M. Inoue, J. Hiratake, H. Suzuki, H. Kumagai, and K. Sakata.  Identification of catalytic nucleophile of Escherichia coliγ-glutamyltranspeptidase by γ-monofluorophosphono derivative of glutamic acid: N-terminal Thr-391 in small subunit is the nucleophile.  Biochemistry, 39(26), 7764-7771 (2000).

GGTの3次元構造の解明

酵素反応における求核原子がT391残基の側鎖の酸素原子であることを生化学的方法で明らかにしていたものの、そのほかの活性にあずかる残基が何であるかについては不明でした。多くの報告のある哺乳類のGGTは膜結合酵素であり、不均一に糖鎖で修飾されているため、可溶性で均一な酵素標品を得ることは困難です。一方、大腸菌のタンパク質は糖鎖で修飾されることはなく、またGGTはペリプラズムに可溶性の状態で局在していることから、可溶性で均一な酵素を得ることが容易であるため、結晶構造解析を行う上で大腸菌のGGTは好都合でした。

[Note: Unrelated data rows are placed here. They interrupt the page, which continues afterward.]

// phase methods
impl Renderer {
    /// 推进帧环并复位当帧槽位；阻塞到该槽位上一次的 GPU 工作退役
    pub fn begin_frame(&mut self) {
        self.frame_ring.begin_frame();

        let frame = self.frame_ring.current_frame();
        frame.graphics_cmd().begin(vk::CommandBufferUsageFlags::ONE_TIME_SUBMIT);
        frame.compute_cmd().begin(vk::CommandBufferUsageFlags::ONE_TIME_SUBMIT);

        self.scenes_seen.clear();
        self.view_slots.clear();
        self.drawn_semaphores.clear();
        self.drawn_quads.clear();
    }

    /// 把 view 合成到 swapchain image 的 region 区域
    ///
    /// scene 的 transmittance 重算和 view 的渲染每帧只发生一次（首次引用生效），
    /// 但每次调用都会登记一个合成 quad，同一个 view 可以被合成到多个区域
    pub fn draw(&mut self, view: &mut SceneView, region: vk::Rect2D) {
        let scene_key = view.scene_key();
        assert!(self.arena.get(scene_key).is_some(), "SceneView references a removed scene");

        if self.scenes_seen.insert(scene_key) {
            self.record_scene_lut(scene_key);
        }

        let label = self.frame_ring.current_label();
        if !self.view_slots.contains_key(&view.id()) {
            let frame = self.frame_ring.current_frame_mut();
            let slot = frame.scratch_mut().alloc_texture_slot();

            let scene = self.arena.get(scene_key).unwrap();
            view.render(&self.gfx, self.frame_ring.current_frame(), scene, self.lut_sampler, self.seed);

            // 新分配槽位指向本槽位的目标；update-after-bind，fence 已保证安全
            self.bindless_sets[*label].write(&[(
                0,
                slot,
                GfxDescriptorUpdateInfo::Image(
                    vk::DescriptorImageInfo::default()
                        .image_view(view.target_view(label))
                        .image_layout(vk::ImageLayout::SHADER_READ_ONLY_OPTIMAL)
                        .sampler(self.lut_sampler),
                ),
            )]);

            self.drawn_semaphores.push(view.render_complete_semaphore(label).clone());
            self.view_slots.insert(view.id(), slot);
        }
        let slot = self.view_slots[&view.id()];

        let extent = self.swapchain.as_ref().unwrap().extent();
        let quad = self.push_region_quad(region, extent, slot);
        self.drawn_quads.push(quad);
    }

    /// 录制一个 scene 的 transmittance LUT 工作（每帧每 scene 至多一次）
    fn record_scene_lut(&mut self, scene_key: SceneKey) {
        let graphics_family = self.gfx.graphics_queue_family();
        let compute_family = self.gfx.compute_queue_family();
        let same_family = graphics_family == compute_family;

        let frame = self.frame_ring.current_frame();
        let compute_cmd = frame.compute_cmd().clone();
        let graphics_cmd = frame.graphics_cmd().clone();

        let scene = self.arena.get_mut(scene_key).unwrap();
        let params = *scene.params();

        // 重写前挡住本队列上在途的读：上一帧的 sky-view compute 采样，
        // 同 family 时还有 fragment 采样。跨 queue 的读由 semaphore 链负责
        let prev_read_stage = if same_family {
            vk::PipelineStageFlags2::COMPUTE_SHADER | vk::PipelineStageFlags2::FRAGMENT_SHADER
        } else {
            vk::PipelineStageFlags2::COMPUTE_SHADER
        };
        let recomputed = scene.transmittance_mut().compute(&compute_cmd, &params, prev_read_stage);
        let lut_image = scene.transmittance().image();

        if recomputed {
            // compute 写完 → 本队列后续 sky-view compute 可读；
            // 同 family 时 fragment 采样也在此覆盖
            let dst_stage = if same_family {
                vk::PipelineStageFlags2::COMPUTE_SHADER | vk::PipelineStageFlags2::FRAGMENT_SHADER
            } else {
                vk::PipelineStageFlags2::COMPUTE_SHADER
            };
            compute_cmd.image_memory_barrier(
                vk::DependencyFlags::empty(),
                &[GfxImageBarrier::new()
                    .image(lut_image)
                    .layout_transfer(vk::ImageLayout::GENERAL, vk::ImageLayout::SHADER_READ_ONLY_OPTIMAL)
                    .src_mask(vk::PipelineStageFlags2::COMPUTE_SHADER, vk::AccessFlags2::SHADER_WRITE)
                    .dst_mask(dst_stage, vk::AccessFlags2::SHADER_READ)],
            );
        } else if !same_family {
            // 上一帧把所有权 release 给了 compute（graphics cmd 尾部），这里 acquire 回来
            let acquire = GfxImageBarrier::new()
                .image(lut_image)
                .layout_transfer(vk::ImageLayout::SHADER_READ_ONLY_OPTIMAL, vk::ImageLayout::SHADER_READ_ONLY_OPTIMAL)
                .src_mask(vk::PipelineStageFlags2::FRAGMENT_SHADER, vk::AccessFlags2::empty())
                .dst_mask(vk::PipelineStageFlags2::COMPUTE_SHADER, vk::AccessFlags2::SHADER_READ)
                .queue_family_transfer(graphics_family, compute_family);
            compute_cmd.image_memory_barrier(vk::DependencyFlags::empty(), std::slice::from_ref(&acquire));
        }

        if !same_family {
            // compute→graphics 的 acquire 端；release 端在 end_frame 时录到
            // compute cmd 的尾部（必须排在所有 sky-view compute 之后）
            let acquire = Self::lut_transfer_barrier(lut_image, compute_family, graphics_family);
            graphics_cmd.image_memory_barrier(vk::DependencyFlags::empty(), std::slice::from_ref(&acquire));
        }
    }

    /// transmittance LUT 的 compute→graphics 所有权转移；
    /// release 和 acquire 两端用同一份参数
    fn lut_transfer_barrier(lut_image: vk::Image, compute_family: u32, graphics_family: u32) -> GfxImageBarrier {
        GfxImageBarrier::new()
            .image(lut_image)
            .layout_transfer(vk::ImageLayout::SHADER_READ_ONLY_OPTIMAL, vk::ImageLayout::SHADER_READ_ONLY_OPTIMAL)
            .src_mask(vk::PipelineStageFlags2::COMPUTE_SHADER, vk::AccessFlags2::SHADER_READ)
            .dst_mask(vk::PipelineStageFlags2::FRAGMENT_SHADER, vk::AccessFlags2::SHADER_READ)
            .queue_family_transfer(compute_family, graphics_family)
    }

    /// 把 swapchain 像素坐标的 region 转成 NDC quad 写进 staging
    fn push_region_quad(&mut self, region: vk::Rect2D, surface_extent: vk::Extent2D, slot: u32) -> QuadAlloc {
        let to_ndc_x = |x: f32| x / surface_extent.width as f32 * 2.0 - 1.0;
        let to_ndc_y = |y: f32| y / surface_extent.height as f32 * 2.0 - 1.0;

        let x0 = to_ndc_x(region.offset.x as f32);
        let y0 = to_ndc_y(region.offset.y as f32);
        let x1 = to_ndc_x((region.offset.x + region.extent.width as i32) as f32);
        let y1 = to_ndc_y((region.offset.y + region.extent.height as i32) as f32);

        let vertex = |pos: [f32; 2], uv: [f32; 2]| QuadVertex {
            pos,
            uv,
            slot,
            _padding: 0,
        };
        let vertices = [
            vertex([x0, y0], [0.0, 0.0]),
            vertex([x1, y0], [1.0, 0.0]),
            vertex([x0, y1], [0.0, 1.0]),
            vertex([x1, y1], [1.0, 1.0]),
        ];

        self.frame_ring.current_frame_mut().push_quad(&vertices)
    }

    /// flush staging → acquire swapchain image → 录制合成 → 提交 → present
    ///
    /// acquire 失败返回 Err 时尚未提交任何东西：rebuild_swapchain 后重试本方法。
    /// present 失败返回 Err 时本帧已提交完毕：rebuild 后直接进入下一帧即可
    pub fn end_frame(&mut self) -> Result<(), NeedsRecreate> {
        let frame = self.frame_ring.current_frame();
        frame.flush_staging();

        let image_index = {
            let swapchain = self.swapchain.as_mut().unwrap();
            swapchain.acquire_next_image(frame.image_acquired_semaphore(), u64::MAX)?
        };

        self.record_composite(image_index);

        let frame = self.frame_ring.current_frame();

        // 跨 family 时，所有 sky-view compute 都录完了，这里统一 release
        // transmittance 的所有权给 graphics，与 draw 时录下的 acquire 配对
        let graphics_family = self.gfx.graphics_queue_family();
        let compute_family = self.gfx.compute_queue_family();
        if graphics_family != compute_family {
            for scene_key in &self.scenes_seen {
                if let Some(scene) = self.arena.get(*scene_key) {
                    let release = Self::lut_transfer_barrier(scene.transmittance().image(), compute_family, graphics_family);
                    frame.compute_cmd().image_memory_barrier(vk::DependencyFlags::empty(), std::slice::from_ref(&release));
                }
            }
        }

        frame.compute_cmd().end();
        frame.graphics_cmd().end();

        // compute 先行：等上一帧 graphics 完成（LUT 的重写不能超过在途的采样），
        // signal 每个被 draw 的 view 的 render-complete semaphore
        let mut compute_submit = GfxSubmitInfo::new(std::slice::from_ref(frame.compute_cmd()))
            .signal(frame.compute_finished_semaphore(), vk::PipelineStageFlags2::ALL_COMMANDS);
        if let Some(prev) = &self.previous_graphics_finished {
            compute_submit = compute_submit.wait(prev, vk::PipelineStageFlags2::COMPUTE_SHADER);
        }
        for semaphore in &self.drawn_semaphores {
            compute_submit = compute_submit.signal(semaphore, vk::PipelineStageFlags2::COMPUTE_SHADER);
        }
        self.gfx.compute_queue.submit(vec![compute_submit], Some(frame.compute_fence()));

        // graphics 无条件等本帧 compute 完成 + image acquire，
        // 没有 draw 的帧也一样，保证帧间的 compute→graphics→compute 链不断开
        let mut graphics_submit = GfxSubmitInfo::new(std::slice::from_ref(frame.graphics_cmd()))
            .wait(frame.image_acquired_semaphore(), vk::PipelineStageFlags2::COLOR_ATTACHMENT_OUTPUT)
            .wait(frame.compute_finished_semaphore(), vk::PipelineStageFlags2::FRAGMENT_SHADER)
            .signal(frame.submit_semaphore(), vk::PipelineStageFlags2::ALL_COMMANDS)
            .signal(frame.graphics_finished_semaphore(), vk::PipelineStageFlags2::ALL_COMMANDS);
        for semaphore in &self.drawn_semaphores {
            graphics_submit = graphics_submit.wait(semaphore, vk::PipelineStageFlags2::FRAGMENT_SHADER);
        }
        self.gfx.graphics_queue.submit(vec![graphics_submit], Some(frame.fence()));
        self.previous_graphics_finished = Some(frame.graphics_finished_semaphore().clone());

        let result = self
            .swapchain
            .as_ref()
            .unwrap()
            .present_image(&self.gfx.graphics_queue, std::slice::from_ref(frame.submit_semaphore()));

        self.seed = self.seed.wrapping_add(1);
        result
    }

    /// 录制合成 pass：每个登记的 quad 一次 indexed draw
    fn record_composite(&self, image_index: usize) {
        let label = self.frame_ring.current_label();
        let frame = self.frame_ring.current_frame();
        let cmd: &GfxCommandBuffer = frame.graphics_cmd();
        let swapchain = self.swapchain.as_ref().unwrap();
        let extent = swapchain.extent();

        cmd.image_memory_barrier(
            vk::DependencyFlags::empty(),
            &[GfxImageBarrier::new()
                .image(self.swapchain_images[image_index].handle())
                .layout_transfer(vk::ImageLayout::UNDEFINED, vk::ImageLayout::COLOR_ATTACHMENT_OPTIMAL)
                .src_mask(vk::PipelineStageFlags2::TOP_OF_PIPE, vk::AccessFlags2::empty())
                .dst_mask(vk::PipelineStageFlags2::COLOR_ATTACHMENT_OUTPUT, vk::AccessFlags2::COLOR_ATTACHMENT_WRITE)],
        );

        let color_attachment = vk::RenderingAttachmentInfo::default()
            .image_view(self.swapchain_views[image_index].handle())
            .image_layout(vk::ImageLayout::COLOR_ATTACHMENT_OPTIMAL)
            .load_op(vk::AttachmentLoadOp::CLEAR)
            .store_op(vk::AttachmentStoreOp::STORE)
            .clear_value(vk::ClearValue {
                color: vk::ClearColorValue { float32: [0.0, 0.0, 0.0, 1.0] },
            });
        let rendering_info = vk::RenderingInfo::default()
            .render_area(vk::Rect2D {
                offset: vk::Offset2D { x: 0, y: 0 },
                extent,
            })
            .layer_count(1)
            .color_attachments(std::slice::from_ref(&color_attachment));

        cmd.begin_rendering(&rendering_info);
        cmd.set_viewport(vk::Viewport {
            x: 0.0,
            y: 0.0,
            width: extent.width as f32,
            height: extent.height as f32,
            min_depth: 0.0,
            max_depth: 1.0,
        });
        cmd.set_scissor(vk::Rect2D {
            offset: vk::Offset2D { x: 0, y: 0 },
            extent,
        });

        cmd.bind_graphics_pipeline(self.composite_pipeline);
        cmd.bind_graphics_descriptor_sets(self.composite_pipeline_layout, 0, &[self.bindless_sets[*label].handle()]);
        cmd.push_constants(
            self.composite_pipeline_layout,
            vk::ShaderStageFlags::FRAGMENT,
            0,
            bytemuck::bytes_of(&self.seed),
        );

        cmd.bind_vertex_buffers(0, &[frame.staging_buffer()], &[0]);
        cmd.bind_index_buffer(frame.staging_buffer(), frame.index_region_offset(), vk::IndexType::UINT32);
        for quad in &self.drawn_quads {
            cmd.draw_indexed(6, quad.first_index, quad.first_vertex as i32);
        }

        cmd.end_rendering();

        cmd.image_memory_barrier(
            vk::DependencyFlags::empty(),
            &[GfxImageBarrier::new()
                .image(self.swapchain_images[image_index].handle())
                .layout_transfer(vk::ImageLayout::COLOR_ATTACHMENT_OPTIMAL, vk::ImageLayout::PRESENT_SRC_KHR)
                .src_mask(vk::PipelineStageFlags2::COLOR_ATTACHMENT_OUTPUT, vk::AccessFlags2::COLOR_ATTACHMENT_WRITE)
                .dst_mask(vk::PipelineStageFlags2::BOTTOM_OF_PIPE, vk::AccessFlags2::empty())],
        );

        // 跨 family 时把这一帧用过的 transmittance LUT release 给 compute，
        // 下一帧的 acquire 与之配对
        let graphics_family = self.gfx.graphics_queue_family();
        let compute_family = self.gfx.compute_queue_family();
        if graphics_family != compute_family {
            for scene_key in &self.scenes_seen {
                if let Some(scene) = self.arena.get(*scene_key) {
                    let release = GfxImageBarrier::new()
                        .image(scene.transmittance().image())
                        .layout_transfer(
                            vk::ImageLayout::SHADER_READ_ONLY_OPTIMAL,
                            vk::ImageLayout::SHADER_READ_ONLY_OPTIMAL,
                        )
                        .src_mask(vk::PipelineStageFlags2::FRAGMENT_SHADER, vk::AccessFlags2::empty())
                        .dst_mask(vk::PipelineStageFlags2::COMPUTE_SHADER, vk::AccessFlags2::SHADER_READ)
                        .queue_family_transfer(graphics_family, compute_family);
                    cmd.image_memory_barrier(vk::DependencyFlags::empty(), std::slice::from_ref(&release));
                }
            }
        }
    }

    /// swapchain 过期后的重建：等 device idle，销毁并重建 swapchain 及其包装
    pub fn rebuild_swapchain(&mut self, window_extent: vk::Extent2D) {
        self.gfx.device().wait_idle();

        for view in self.swapchain_views.drain(..) {
            view.destroy();
        }
        for image in self.swapchain_images.drain(..) {
            image.destroy();
        }

        let swapchain = self.swapchain.take().unwrap().recreate(
            &self.gfx,
            window_extent,
            DefaultRendererSettings::DEFAULT_PRESENT_MODE,
        );
        let (images, views) = Self::wrap_swapchain_images(&self.gfx, &swapchain);
        self.swapchain = Some(swapchain);
        self.swapchain_images = images;
        self.swapchain_views = views;
    }
}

セレノメチオニンを取り込ませた大腸菌からGGTを精製し、MAD法で結晶構造解析を行い解像度1.95 Aで構造を決定できました。全体のフォールド構造はαββα構造をとっておりN-terminal nucleophile hydrolaseスーパーファミリーの典型的なトポロジーを持っていました。グルタチオンを含むcryoprotectant溶液に結晶をつけた後、速やかに100 Kの窒素ガスで凍結して構造解析に供したところ、グルタチオンはすでに加水分解され、γ-グルタミル酵素中間体の構造を決定することができました。生化学的な実験結果と同様、小サブユニットN末端のThr残基の側鎖の酸素原子がグルタミン酸のγ位の炭素に結合していました。

GGTの三次元構造

γ-グルタミル酵素中間体の状態で活性中心付近がどのような構造になっているかを次の図に示します。P438からG449のペプチド鎖部分がループ構造(lid-loopと)をとり、触媒ポケットを上から覆っていました。γ-グルタミル基との結合にあずかる残基を見ると、α-アミノ基はD433の他、N411やQ430とも水素結合を形成していました。また、R114、S462、S463が基質のα-カルボキシル基と水素結合していた。さらにG483とG484の主鎖のアミノ基がカルボニル炭素と水素結合しており、反応の遷移状態において正四面体型中間体を形成すると考えられました。

γ-グルタミル酵素中間体の活性中心付近

参考文献

鈴木秀之、和田啓、福山恵一 γ-グルタミルトランスペプチダーゼの立体構造に基づいた成熟化と酵素反応機構 蛋白質核酸酵素,54(3), 245-251 (2009).

T. Okada, H. Suzuki, K. Wada, H. Kumagai, and K. Fukuyama.  Crystal structures of γ-glutamyltranspeptidase from E. coli a key enzyme in glutathione metabolism, and its reaction intermediate.  Proceedings of the National Academy of Sciences USA, 103, 6471-6476 (2006).